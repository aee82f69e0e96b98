//! Month length lookup table
//!
//! The table is a plain owned value handed to whoever enumerates dates.
//! Leap years are not special-cased: February always has 28 days.

/// Month (1-12) to day-count mapping
#[derive(Debug, Clone, Copy, PartialEq, Eq)]
pub struct DaysInMonth([u32; 12]);

impl DaysInMonth {
    /// Non-leap-year table
    pub const STANDARD: DaysInMonth =
        DaysInMonth([31, 28, 31, 30, 31, 30, 31, 31, 30, 31, 30, 31]);

    pub const fn new(days: [u32; 12]) -> Self {
        Self(days)
    }

    /// Number of days in `month` (1-based). Out-of-range months have no days.
    pub fn days(&self, month: u32) -> u32 {
        match month {
            1..=12 => self.0[(month - 1) as usize],
            _ => 0,
        }
    }
}

impl Default for DaysInMonth {
    fn default() -> Self {
        Self::STANDARD
    }
}
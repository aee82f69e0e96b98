//! Error types for ssp-puller
//!
//! Per-fetch failures (`Http`, `UnexpectedStatus`, `Io`, `Archive`) are soft:
//! the pipelines log them and charge them to the error budget. `Parse`,
//! `ReadTree` and `TooManyDownloadErrors` end a pipeline invocation.

use std::path::PathBuf;
use thiserror::Error;

/// Puller error type
#[derive(Debug, Error)]
pub enum PullerError {
    /// Transport-level failure (connect, TLS, timeout, body read)
    #[error("HTTP request failed: {0}")]
    Http(#[from] reqwest::Error),

    /// Upstream answered with a status other than 200 or 404
    #[error("error in response (status code not in [200, 404]): {status} for {url}")]
    UnexpectedStatus { status: u16, url: String },

    /// IO error
    #[error("IO error: {0}")]
    Io(#[from] std::io::Error),

    /// Creating or extracting a tar.gz artifact failed
    #[error("archive {path} failed: {source}")]
    Archive {
        path: PathBuf,
        #[source]
        source: std::io::Error,
    },

    /// A decompressed index document is not valid JSON
    #[error("failed to parse {path}: {source}")]
    Parse {
        path: PathBuf,
        #[source]
        source: serde_json::Error,
    },

    /// The export tree could not be listed
    #[error("failed to read filesystem for \"{level}\" at {path}: {source}")]
    ReadTree {
        level: &'static str,
        path: PathBuf,
        #[source]
        source: std::io::Error,
    },

    /// The error budget of a pipeline was exceeded
    #[error("{pipeline}: too many download errors")]
    TooManyDownloadErrors { pipeline: &'static str },

    /// ssp-common error
    #[error("Common error: {0}")]
    Common(#[from] ssp_common::Error),
}

/// Result type for puller operations
pub type PullerResult<T> = Result<T, PullerError>;
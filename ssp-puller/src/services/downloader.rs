//! Idempotent download-and-compress primitive
//!
//! A fetch writes the response body to `<dir>/<file>`, compresses it into
//! `<dir>/<file>.tar.gz` and removes the raw file. If either artifact is
//! already on disk the fetch is skipped without touching the network, unless
//! `force` is set. HTTP 404 is a legitimate "no data" answer: its body is
//! archived like a 200 so the key is not requested again.
//!
//! Failing to archive fails the call. Failing to delete the raw file after a
//! successful archive only logs a warning.

use super::archive::archive_file;
use super::upstream_client::UpstreamClient;
use crate::error::{PullerError, PullerResult};
use crate::models::{FetchOutcome, FetchTask};
use reqwest::StatusCode;
use std::path::{Path, PathBuf};
use tokio::io::AsyncWriteExt;
use tracing::{debug, info, warn};

pub struct Downloader {
    client: UpstreamClient,
    data_root: PathBuf,
}

impl Downloader {
    /// `data_root` is stripped from archive entry names
    pub fn new(client: UpstreamClient, data_root: impl Into<PathBuf>) -> Self {
        Self {
            client,
            data_root: data_root.into(),
        }
    }

    /// Fetch one task. No retry: the caller charges failures to its budget.
    pub async fn fetch(&self, task: &FetchTask, force: bool) -> PullerResult<FetchOutcome> {
        let raw_path = task.raw_path();
        let archive_path = task.archive_path();

        if !force {
            if tokio::fs::try_exists(&raw_path).await? {
                info!(path = %raw_path.display(), "file exists already, skipping");
                return Ok(FetchOutcome::Skipped);
            }
            if tokio::fs::try_exists(&archive_path).await? {
                info!(path = %archive_path.display(), "file exists already, skipping");
                return Ok(FetchOutcome::Skipped);
            }
        }

        info!(url = %task.url, "processing url");
        let mut response = self.client.get(&task.url).await?;

        let outcome = match response.status() {
            StatusCode::OK => FetchOutcome::Fetched,
            StatusCode::NOT_FOUND => FetchOutcome::NotFound,
            status => {
                return Err(PullerError::UnexpectedStatus {
                    status: status.as_u16(),
                    url: task.url.clone(),
                })
            }
        };

        if !tokio::fs::try_exists(&task.dir).await? {
            info!(dir = %task.dir.display(), "creating folder");
            tokio::fs::create_dir_all(&task.dir).await?;
        }

        debug!(path = %raw_path.display(), "downloading data into file");
        if let Err(e) = write_body(&mut response, &raw_path).await {
            if let Err(rm) = tokio::fs::remove_file(&raw_path).await {
                warn!(path = %raw_path.display(), error = %rm, "Failed to remove partial download");
            }
            return Err(e);
        }

        let (raw, archive, base) = (raw_path.clone(), archive_path.clone(), self.data_root.clone());
        tokio::task::spawn_blocking(move || archive_file(&raw, &archive, &base))
            .await
            .map_err(|e| ssp_common::Error::Internal(format!("archive task failed: {}", e)))??;

        if let Err(e) = tokio::fs::remove_file(&raw_path).await {
            warn!(path = %raw_path.display(), error = %e, "failed to remove raw file");
        }

        debug!(path = %archive_path.display(), ?outcome, "artifact stored");
        Ok(outcome)
    }
}

async fn write_body(response: &mut reqwest::Response, path: &Path) -> PullerResult<()> {
    let mut file = tokio::fs::File::create(path).await?;
    while let Some(chunk) = response.chunk().await? {
        file.write_all(&chunk).await?;
    }
    file.flush().await?;
    Ok(())
}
==========
- **WHAT THIS TASK INVOLVES**:
Given the records above, return exactly the lines starting at the line containing "pub fn new(client: UpstreamClient, data_root: impl" and ending at the line containing "if let Err(e) = write_body(&mut", including both.

- **EXERCISE ANSWER**:
    pub fn new(client: UpstreamClient, data_root: impl Into<PathBuf>) -> Self {
        Self {
            client,
            data_root: data_root.into(),
        }
    }

    /// Fetch one task. No retry: the caller charges failures to its budget.
    pub async fn fetch(&self, task: &FetchTask, force: bool) -> PullerResult<FetchOutcome> {
        let raw_path = task.raw_path();
        let archive_path = task.archive_path();

        if !force {
            if tokio::fs::try_exists(&raw_path).await? {
                info!(path = %raw_path.display(), "file exists already, skipping");
                return Ok(FetchOutcome::Skipped);
            }
            if tokio::fs::try_exists(&archive_path).await? {
                info!(path = %archive_path.display(), "file exists already, skipping");
                return Ok(FetchOutcome::Skipped);
            }
        }

        info!(url = %task.url, "processing url");
        let mut response = self.client.get(&task.url).await?;

        let outcome = match response.status() {
            StatusCode::OK => FetchOutcome::Fetched,
            StatusCode::NOT_FOUND => FetchOutcome::NotFound,
            status => {
                return Err(PullerError::UnexpectedStatus {
                    status: status.as_u16(),
                    url: task.url.clone(),
                })
            }
        };

        if !tokio::fs::try_exists(&task.dir).await? {
            info!(dir = %task.dir.display(), "creating folder");
            tokio::fs::create_dir_all(&task.dir).await?;
        }

        debug!(path = %raw_path.display(), "downloading data into file");
        if let Err(e) = write_body(&mut response, &raw_path).await {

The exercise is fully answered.